┌──

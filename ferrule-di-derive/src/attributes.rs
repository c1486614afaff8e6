use syn::{Attribute, Error, ExprPath, LitStr, Meta};

#[derive(Default)]
pub struct FieldAttributes {
    pub optional: bool,
    pub skip: bool,
    pub name: Option<LitStr>,
}

impl TryFrom<&Attribute> for FieldAttributes {
    type Error = Error;

    fn try_from(value: &Attribute) -> Result<Self, Self::Error> {
        let mut attributes = Self::default();
        if !matches!(value.meta, Meta::List(_)) {
            return Ok(attributes);
        }

        value.parse_nested_meta(|meta| {
            if meta.path.is_ident("optional") {
                attributes.optional = true;
            } else if meta.path.is_ident("skip") {
                attributes.skip = true;
            } else if meta.path.is_ident("name") {
                let name: LitStr = meta.value()?.parse()?;
                if name.value().is_empty() {
                    return Err(meta.error("name cannot be empty"));
                }

                attributes.name = Some(name);
            } else {
                return Err(meta.error("unrecognized inject modifier"));
            }

            Ok(())
        })?;

        Ok(attributes)
    }
}

#[derive(Default)]
pub struct ServiceAttributes {
    pub init: Option<ExprPath>,
    pub shutdown: Option<ExprPath>,
}

impl TryFrom<&Attribute> for ServiceAttributes {
    type Error = Error;

    fn try_from(value: &Attribute) -> Result<Self, Self::Error> {
        let mut attributes = Self::default();
        value.parse_nested_meta(|meta| {
            if meta.path.is_ident("init") {
                let path: LitStr = meta.value()?.parse()?;
                attributes.init = Some(path.parse()?);
            } else if meta.path.is_ident("shutdown") {
                let path: LitStr = meta.value()?.parse()?;
                attributes.shutdown = Some(path.parse()?);
            } else {
                return Err(meta.error("unrecognized service attribute"));
            }

            Ok(())
        })?;

        Ok(attributes)
    }
}
//! Framework configuration. [ApplicationConfig] is created with opinionated default values, which
//! can then be overwritten by environment variables prefixed with `FERRULE_` or the `ferrule.json`
//! file. [Application](crate::application::Application) uses this config to configure itself and
//! also provides it as a service, so it can be injected into any other service.

use config::{Config, ConfigError, Environment, File};
use ferrule_di::Service;
use serde::Deserialize;

const CONFIG_ENV_PREFIX: &str = "FERRULE";

/// Name of the default config file.
pub const CONFIG_FILE: &str = "ferrule.json";

/// Framework configuration.
#[non_exhaustive]
#[derive(Clone, Debug, Eq, PartialEq, Service)]
pub struct ApplicationConfig {
    /// Should a default tracing logger be installed in the scope of the application.
    pub install_tracing_logger: bool,
    /// Should the service container emit debug events for its decisions.
    pub debug: bool,
}

impl Default for ApplicationConfig {
    fn default() -> Self {
        Self {
            install_tracing_logger: true,
            debug: false,
        }
    }
}

impl From<OptionalApplicationConfig> for ApplicationConfig {
    fn from(value: OptionalApplicationConfig) -> Self {
        let default = Self::default();
        Self {
            install_tracing_logger: value
                .install_tracing_logger
                .unwrap_or(default.install_tracing_logger),
            debug: value.debug.unwrap_or(default.debug),
        }
    }
}

impl ApplicationConfig {
    /// Loads the config from [CONFIG_FILE] and the environment.
    pub fn from_environment() -> Result<Self, ConfigError> {
        Config::builder()
            .add_source(File::with_name(CONFIG_FILE).required(false))
            .add_source(Environment::with_prefix(CONFIG_ENV_PREFIX))
            .build()
            .and_then(|config| config.try_deserialize::<OptionalApplicationConfig>())
            .map(|config| config.into())
    }
}

#[derive(Deserialize)]
struct OptionalApplicationConfig {
    install_tracing_logger: Option<bool>,
    debug: Option<bool>,
}

#[cfg(test)]
mod tests {
    use crate::config::{ApplicationConfig, OptionalApplicationConfig};

    #[test]
    fn should_fill_missing_values_with_defaults() {
        let config: ApplicationConfig = OptionalApplicationConfig {
            install_tracing_logger: None,
            debug: Some(true),
        }
        .into();

        assert!(config.install_tracing_logger);
        assert!(config.debug);
    }

    #[test]
    fn should_keep_explicit_values() {
        let config: ApplicationConfig = OptionalApplicationConfig {
            install_tracing_logger: Some(false),
            debug: None,
        }
        .into();

        assert_eq!(
            config,
            ApplicationConfig {
                install_tracing_logger: false,
                debug: false,
            }
        );
    }
}
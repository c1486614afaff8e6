// note: this example assumes you've analyzed the previous one

use ferrule_di::injector::Injector;
use ferrule_di::resolver::{ServicePtr, TypedServiceResolver};
use ferrule_di::{capability, provides, provisions, Injectable, Service};

#[capability]
trait TestTrait {
    fn foo(&self);
}

#[derive(Service)]
struct TestDependency1;

#[provides]
impl TestTrait for TestDependency1 {
    fn foo(&self) {
        println!("Hello world from 1!");
    }
}

#[derive(Service)]
struct TestDependency2;

#[provides]
impl TestTrait for TestDependency2 {
    fn foo(&self) {
        println!("Hello world from 2!");
    }
}

#[derive(Injectable, Default)]
struct TestConsumer {
    // with several candidates for dyn TestTrait, the most recently registered one is injected
    #[inject]
    dependency_1: Option<ServicePtr<dyn TestTrait + Send + Sync>>,
    // it's possible to select a service by the end of its type name
    #[inject(name = "TestDependency1")]
    dependency_2: Option<ServicePtr<dyn TestTrait + Send + Sync>>,
    // optional dependencies are left empty when nothing can be injected
    #[inject(optional)]
    dependency_3: Option<ServicePtr<TestConsumerHelper>>,
}

#[derive(Service)]
struct TestConsumerHelper;

fn main() {
    let injector = Injector::new();
    injector
        .provide_all(provisions![TestDependency1, TestDependency2])
        .expect("error registering services");

    let mut consumer = TestConsumer::default();
    injector.must_prepare(&mut consumer);

    // prints "Hello world from 2!" and "Hello world from 1!"
    for dependency in [&consumer.dependency_1, &consumer.dependency_2]
        .into_iter()
        .flatten()
    {
        dependency.foo();
    }

    assert!(consumer.dependency_3.is_none());

    // all services providing a capability can be requested at once
    let all = injector
        .get_all::<dyn TestTrait + Send + Sync>()
        .expect("error resolving all services");
    println!("Found {} services.", all.len());
}
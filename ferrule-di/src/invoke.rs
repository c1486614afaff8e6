//! Injection of dependencies into function parameters. Any function or closure taking up to 8
//! [Parameter]s and returning `Result<(), E>` can be called by the container, which resolves all
//! parameters first:
//!
//! ```
//! use ferrule_di::error::ErrorPtr;
//! use ferrule_di::injector::Injector;
//! use ferrule_di::resolver::ServicePtr;
//! use ferrule_di::{capability, provides, Service};
//!
//! #[capability]
//! trait Clock {
//!     fn now(&self) -> u64;
//! }
//!
//! #[derive(Service, Default)]
//! struct FixedClock;
//!
//! #[provides]
//! impl Clock for FixedClock {
//!     fn now(&self) -> u64 {
//!         42
//!     }
//! }
//!
//! let injector = Injector::new();
//! injector.provide(FixedClock).unwrap();
//!
//! injector
//!     .prepare_func(|clock: ServicePtr<dyn Clock + Send + Sync>| -> Result<(), ErrorPtr> {
//!         assert_eq!(clock.now(), 42);
//!         Ok(())
//!     })
//!     .unwrap();
//! ```
//!
//! Supported parameter types:
//!
//! * `ServicePtr<C>` - mandatory capability
//! * `Option<ServicePtr<C>>` - optional capability
//! * [Injector] - the container itself

use crate::capability::{Capability, CapabilityId};
use crate::error::{into_error_ptr, BoxError, InvocationFailure, ResolutionError};
use crate::injector::Injector;
use crate::resolver::{ServicePtr, ServiceResolver, TypedServiceResolver};
use std::any::type_name;

/// Types which can be resolved as parameters of injected functions.
pub trait Parameter: Sized {
    fn resolve<R: ServiceResolver + ?Sized>(resolver: &R) -> Result<Self, ResolutionError>;
}

impl<C: Capability + ?Sized> Parameter for ServicePtr<C> {
    #[inline]
    fn resolve<R: ServiceResolver + ?Sized>(resolver: &R) -> Result<Self, ResolutionError> {
        resolver.get::<C>()
    }
}

impl<C: Capability + ?Sized> Parameter for Option<ServicePtr<C>> {
    #[inline]
    fn resolve<R: ServiceResolver + ?Sized>(resolver: &R) -> Result<Self, ResolutionError> {
        resolver.get_option::<C>()
    }
}

impl Parameter for Injector {
    fn resolve<R: ServiceResolver + ?Sized>(resolver: &R) -> Result<Self, ResolutionError> {
        let resolved = resolver.resolve(&CapabilityId::of::<Injector>())?;
        let service = resolved.type_name;
        resolved
            .instance
            .downcast::<Injector>()
            .map(|injector| *injector)
            .map_err(|_| ResolutionError::IncompatibleService {
                service: service.to_string(),
                capability: type_name::<Injector>().to_string(),
            })
    }
}

/// A callable whose parameters can be resolved by the container.
pub trait InjectableFn<Args> {
    /// Type names of all parameters, in declaration order.
    fn parameters() -> Vec<&'static str>;

    /// Resolves all parameters and calls the function.
    fn invoke<R: ServiceResolver + ?Sized>(self, resolver: &R) -> Result<(), InvocationFailure>;
}

/// A method-like callable taking `&mut Target` followed by resolvable parameters. Used for
/// initializers with dependencies.
pub trait InjectableMethod<Target, Args> {
    /// Type names of all parameters, excluding the target, in declaration order.
    fn parameters() -> Vec<&'static str>;

    /// Resolves all parameters and calls the method on `target`.
    fn invoke<R: ServiceResolver + ?Sized>(
        self,
        target: &mut Target,
        resolver: &R,
    ) -> Result<(), InvocationFailure>;
}

/// Human-readable signature of an injectable callable.
pub fn signature(parameters: &[&str]) -> String {
    format!("fn({}) -> Result<(), ErrorPtr>", parameters.join(", "))
}

fn resolve_parameter<P: Parameter, R: ServiceResolver + ?Sized>(
    resolver: &R,
    index: usize,
) -> Result<P, InvocationFailure> {
    P::resolve(resolver).map_err(|source| InvocationFailure::UnresolvedParameter {
        index,
        parameter: type_name::<P>(),
        source,
    })
}

macro_rules! impl_injectable {
    ($($parameter:ident),*) => {
        impl<Func, E, $($parameter,)*> InjectableFn<($($parameter,)*)> for Func
        where
            Func: FnOnce($($parameter),*) -> Result<(), E>,
            E: Into<BoxError>,
            $($parameter: Parameter,)*
        {
            fn parameters() -> Vec<&'static str> {
                vec![$(type_name::<$parameter>()),*]
            }

            #[allow(non_snake_case, unused_mut, unused_variables, unused_assignments)]
            fn invoke<R: ServiceResolver + ?Sized>(
                self,
                resolver: &R,
            ) -> Result<(), InvocationFailure> {
                let mut index: usize = 0;
                $(
                    let $parameter = resolve_parameter::<$parameter, R>(resolver, index)?;
                    index += 1;
                )*

                (self)($($parameter),*)
                    .map_err(|error| InvocationFailure::Returned(into_error_ptr(error.into())))
            }
        }

        impl<Func, Target, E, $($parameter,)*> InjectableMethod<Target, ($($parameter,)*)> for Func
        where
            Func: FnOnce(&mut Target, $($parameter),*) -> Result<(), E>,
            E: Into<BoxError>,
            $($parameter: Parameter,)*
        {
            fn parameters() -> Vec<&'static str> {
                vec![$(type_name::<$parameter>()),*]
            }

            #[allow(non_snake_case, unused_mut, unused_variables, unused_assignments)]
            fn invoke<R: ServiceResolver + ?Sized>(
                self,
                target: &mut Target,
                resolver: &R,
            ) -> Result<(), InvocationFailure> {
                let mut index: usize = 0;
                $(
                    let $parameter = resolve_parameter::<$parameter, R>(resolver, index)?;
                    index += 1;
                )*

                (self)(target, $($parameter),*)
                    .map_err(|error| InvocationFailure::Returned(into_error_ptr(error.into())))
            }
        }
    };
}

impl_injectable!();
impl_injectable!(P1);
impl_injectable!(P1, P2);
impl_injectable!(P1, P2, P3);
impl_injectable!(P1, P2, P3, P4);
impl_injectable!(P1, P2, P3, P4, P5);
impl_injectable!(P1, P2, P3, P4, P5, P6);
impl_injectable!(P1, P2, P3, P4, P5, P6, P7);
impl_injectable!(P1, P2, P3, P4, P5, P6, P7, P8);
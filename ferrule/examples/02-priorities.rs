// note: this example assumes you've analyzed the previous one

use ferrule::application;
use ferrule::runner::{ApplicationRunner, ErrorPtr};
use ferrule_di::{provides, provisions, Service};

#[derive(Service)]
struct PrintHelloRunner;

#[provides]
impl ApplicationRunner for PrintHelloRunner {
    fn run(&self) -> Result<(), ErrorPtr> {
        print!("Hello ");
        Ok(())
    }

    // for ordered execution of application runners, priorities can be used
    fn priority(&self) -> i8 {
        3
    }
}

#[derive(Service)]
struct PrintWorldRunner;

#[provides]
impl ApplicationRunner for PrintWorldRunner {
    fn run(&self) -> Result<(), ErrorPtr> {
        print!("world");
        Ok(())
    }

    fn priority(&self) -> i8 {
        2
    }
}

#[derive(Service)]
struct PrintExclamationRunner;

#[provides]
impl ApplicationRunner for PrintExclamationRunner {
    fn run(&self) -> Result<(), ErrorPtr> {
        println!("!");
        Ok(())
    }

    fn priority(&self) -> i8 {
        1
    }
}

// note: for the sake of simplicity, errors are unwrapped, rather than gracefully handled
fn main() {
    let application =
        application::create_default().expect("unable to create default application");

    // registration order doesn't matter, since runners are sorted by priority
    application
        .injector()
        .provide_all(provisions![
            PrintWorldRunner,
            PrintExclamationRunner,
            PrintHelloRunner
        ])
        .expect("unable to register runners");

    // prints "Hello world!"
    application.run().expect("error running application");
}
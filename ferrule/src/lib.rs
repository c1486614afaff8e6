//! Application framework based on the [ferrule_di] service container.
//!
//! Traditional applications start in the `main()` function and often explicitly initialize and pass
//! around various services. With a service container in place, services can be registered once
//! and wired together by the container. This, in turn, requires an entrypoint for the application
//! which runs the actual business logic and tears services down afterwards. This crate provides
//! such entrypoint in the form of [Application](application::Application), which also configures
//! additional supporting infrastructure, e.g. logging.
//!
//! ### Features
//!
//! * `threadsafe` - use threadsafe pointers and `Send + Sync` trait bounds

pub mod application;
pub mod config;
pub mod runner;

└──

Which of the lines in the data contain the string "json"? Return each one.

//! can then be overwritten by environment variables prefixed with `FERRULE_` or the `ferrule.json`
pub const CONFIG_FILE: &str = "ferrule.json";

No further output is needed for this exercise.